● **Exercise**
Output the data in full. Keep every entry exactly as written.

● **Input data**
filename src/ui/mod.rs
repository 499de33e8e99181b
pub mod panels;
pub mod plot;
use std::io::Read;
use std::path::Path;

use serde::Deserialize;
use thiserror::Error;

use super::model::{LaunchDataset, LaunchRecord, Outcome};

// ---------------------------------------------------------------------------
// Errors
// ---------------------------------------------------------------------------

/// Errors raised while loading the launch dataset.  All are fatal at
/// startup: the dashboard never runs without a well-formed dataset.
#[derive(Debug, Error)]
pub enum DatasetError {
    #[error("failed to read CSV: {0}")]
    Csv(#[from] csv::Error),

    #[error("row {row}: outcome class must be 0 or 1, got {value}")]
    InvalidOutcome { row: usize, value: u8 },

    #[error("row {row}: payload mass must be a non-negative finite number, got {value}")]
    InvalidPayload { row: usize, value: f64 },

    #[error("dataset contains no launch records")]
    Empty,
}

// ---------------------------------------------------------------------------
// CSV loader
// ---------------------------------------------------------------------------

/// One CSV row as serde sees it.  Extra columns (flight number, full booster
/// version, ...) are ignored; a missing required column fails the whole load.
#[derive(Debug, Deserialize)]
struct RawRecord {
    #[serde(rename = "Launch Site")]
    launch_site: String,
    #[serde(rename = "Payload Mass (kg)")]
    payload_mass_kg: f64,
    #[serde(rename = "class")]
    outcome_class: u8,
    #[serde(rename = "Booster Version Category")]
    booster_version_category: String,
}

/// Load the launch dataset from a CSV file.
///
/// Required columns: `Launch Site`, `Payload Mass (kg)`, `class`,
/// `Booster Version Category`.
pub fn load_csv(path: &Path) -> Result<LaunchDataset, DatasetError> {
    let reader = csv::Reader::from_path(path)?;
    read_records(reader)
}

fn read_records<R: Read>(mut reader: csv::Reader<R>) -> Result<LaunchDataset, DatasetError> {
    let mut records = Vec::new();

    for (row, result) in reader.deserialize::<RawRecord>().enumerate() {
        let raw = result?;

        let outcome = Outcome::from_class(raw.outcome_class).ok_or(DatasetError::InvalidOutcome {
            row,
            value: raw.outcome_class,
        })?;
        if !raw.payload_mass_kg.is_finite() || raw.payload_mass_kg < 0.0 {
            return Err(DatasetError::InvalidPayload {
                row,
                value: raw.payload_mass_kg,
            });
        }

        records.push(LaunchRecord {
            launch_site: raw.launch_site,
            payload_mass_kg: raw.payload_mass_kg,
            outcome,
            booster_version_category: raw.booster_version_category,
        });
    }

    if records.is_empty() {
        return Err(DatasetError::Empty);
    }
    Ok(LaunchDataset::from_records(records))
}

● **Written solution**
filename src/ui/mod.rs
repository 499de33e8e99181b
pub mod panels;
pub mod plot;
use std::io::Read;
use std::path::Path;

use serde::Deserialize;
use thiserror::Error;

use super::model::{LaunchDataset, LaunchRecord, Outcome};

// ---------------------------------------------------------------------------
// Errors
// ---------------------------------------------------------------------------

/// Errors raised while loading the launch dataset.  All are fatal at
/// startup: the dashboard never runs without a well-formed dataset.
#[derive(Debug, Error)]
pub enum DatasetError {
    #[error("failed to read CSV: {0}")]
    Csv(#[from] csv::Error),

    #[error("row {row}: outcome class must be 0 or 1, got {value}")]
    InvalidOutcome { row: usize, value: u8 },

    #[error("row {row}: payload mass must be a non-negative finite number, got {value}")]
    InvalidPayload { row: usize, value: f64 },

    #[error("dataset contains no launch records")]
    Empty,
}

// ---------------------------------------------------------------------------
// CSV loader
// ---------------------------------------------------------------------------

/// One CSV row as serde sees it.  Extra columns (flight number, full booster
/// version, ...) are ignored; a missing required column fails the whole load.
#[derive(Debug, Deserialize)]
struct RawRecord {
    #[serde(rename = "Launch Site")]
    launch_site: String,
    #[serde(rename = "Payload Mass (kg)")]
    payload_mass_kg: f64,
    #[serde(rename = "class")]
    outcome_class: u8,
    #[serde(rename = "Booster Version Category")]
    booster_version_category: String,
}

/// Load the launch dataset from a CSV file.
///
/// Required columns: `Launch Site`, `Payload Mass (kg)`, `class`,
/// `Booster Version Category`.
pub fn load_csv(path: &Path) -> Result<LaunchDataset, DatasetError> {
    let reader = csv::Reader::from_path(path)?;
    read_records(reader)
}

fn read_records<R: Read>(mut reader: csv::Reader<R>) -> Result<LaunchDataset, DatasetError> {
    let mut records = Vec::new();

    for (row, result) in reader.deserialize::<RawRecord>().enumerate() {
        let raw = result?;

        let outcome = Outcome::from_class(raw.outcome_class).ok_or(DatasetError::InvalidOutcome {
            row,
            value: raw.outcome_class,
        })?;
        if !raw.payload_mass_kg.is_finite() || raw.payload_mass_kg < 0.0 {
            return Err(DatasetError::InvalidPayload {
                row,
                value: raw.payload_mass_kg,
            });
        }

        records.push(LaunchRecord {
            launch_site: raw.launch_site,
            payload_mass_kg: raw.payload_mass_kg,
            outcome,
            booster_version_category: raw.booster_version_category,
        });
    }

    if records.is_empty() {
        return Err(DatasetError::Empty);
    }
    Ok(LaunchDataset::from_records(records))
}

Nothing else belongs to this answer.